Luca had finished his row. He stood up. ‘Right, Mum, we have to do “straight” my way, and that means string.’ He set off to the shed at the end of the vegetable garden.
Luisa whipped her phone out again. A recipe for gazpacho? Her fingers hovered, then she put the phone back in her pocket. He didn’t really want to know how to make it, and if he did, she would show him some time.
Googling Kit with Dora the evening before had led to a lot of giggling and too many glasses of wine, and a discussion about whether he would make a good new date for Dora. They had been at Dora’s kitchen table, the laptop between them, screen reflecting light on to their faces. Luisa had found the website and scrolled through it. ‘It says he runs his business out of a reconstructed tin mine in Cornwall. It’s actually really nice. You know, all the fabric he makes. Look, there’s a picture of him. Taken quite a long time ago, I’d say.’

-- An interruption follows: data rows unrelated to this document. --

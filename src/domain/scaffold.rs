//! The scaffold table: the ordered directory → filenames mapping that
//! defines the battery_analyzer project tree.

use std::path::{Path, PathBuf};

/// The built-in battery_analyzer tree shape.
///
/// Entry order is significant: directories are processed top to bottom, and
/// each directory is created before the files it contains.
const BATTERY_ANALYZER: &[(&str, &[&str])] = &[
    (".", &["pubspec.yaml", "README.md"]),
    ("android", &[]),
    ("ios", &[]),
    ("lib", &["main.dart"]),
    ("lib/screens", &["home_screen.dart"]),
    (
        "lib/widgets",
        &[
            "battery_card.dart",
            "stat_card.dart",
            "status_indicator.dart",
            "history_panel.dart",
            "log_panel.dart",
        ],
    ),
    ("lib/utils", &["real_battery_service.dart", "battery_formatter.dart"]),
    ("assets/images", &[]),
];

/// One table row: a relative directory and the files placed inside it.
#[derive(Debug, Clone)]
pub struct ScaffoldEntry {
    /// Directory path relative to the project root (`.` for the root itself).
    pub directory: String,
    /// Filenames created inside the directory, in creation order.
    pub files: Vec<String>,
}

impl ScaffoldEntry {
    /// Relative path of the directory.
    pub fn dir_path(&self) -> &Path {
        Path::new(&self.directory)
    }

    /// Joined relative path for a file inside this directory.
    ///
    /// Files under `.` keep the `./` prefix (`./pubspec.yaml`), matching the
    /// paths the progress notices show.
    pub fn file_path(&self, filename: &str) -> PathBuf {
        self.dir_path().join(filename)
    }
}

/// Ordered mapping of directories to filenames; read-only after construction.
#[derive(Debug, Clone)]
pub struct ScaffoldTable {
    entries: Vec<ScaffoldEntry>,
}

impl ScaffoldTable {
    /// Build a table from explicit entries, preserving their order.
    pub fn new(entries: Vec<ScaffoldEntry>) -> Self {
        Self { entries }
    }

    /// The built-in battery_analyzer project table.
    pub fn battery_analyzer() -> Self {
        let entries = BATTERY_ANALYZER
            .iter()
            .map(|(directory, files)| ScaffoldEntry {
                directory: (*directory).to_string(),
                files: files.iter().map(|file| (*file).to_string()).collect(),
            })
            .collect();
        Self { entries }
    }

    /// Entries in table order.
    pub fn entries(&self) -> &[ScaffoldEntry] {
        &self.entries
    }

    /// Total number of files across all entries.
    pub fn file_count(&self) -> usize {
        self.entries.iter().map(|entry| entry.files.len()).sum()
    }
}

Dora refilled their glasses. ‘See where he sells it. I’d like to know what it’s like in real life.’
Luisa read from the page. ‘Working with a design archive founded by Felicity Delaware who set up Lighthouse Fabrics in 1956, the company has grown to employ over fifty people and is dedicated to the continued production of cottons, linens and velvets in the UK.’
Luisa had been impressed, Kit had won awards for his working practice and had made a success. Further googling revealed that Felicity Delaware was his mother. Dora saw a black-and-white photograph of her sitting in some sand dunes, her arms around a small boy in swimming trunks.
‘Look, must be him, the chairman. How sweet.’ Dora poured more wine into their glasses, ‘She’s glamorous. She must’ve been part of the art scene in St Ives and all that.’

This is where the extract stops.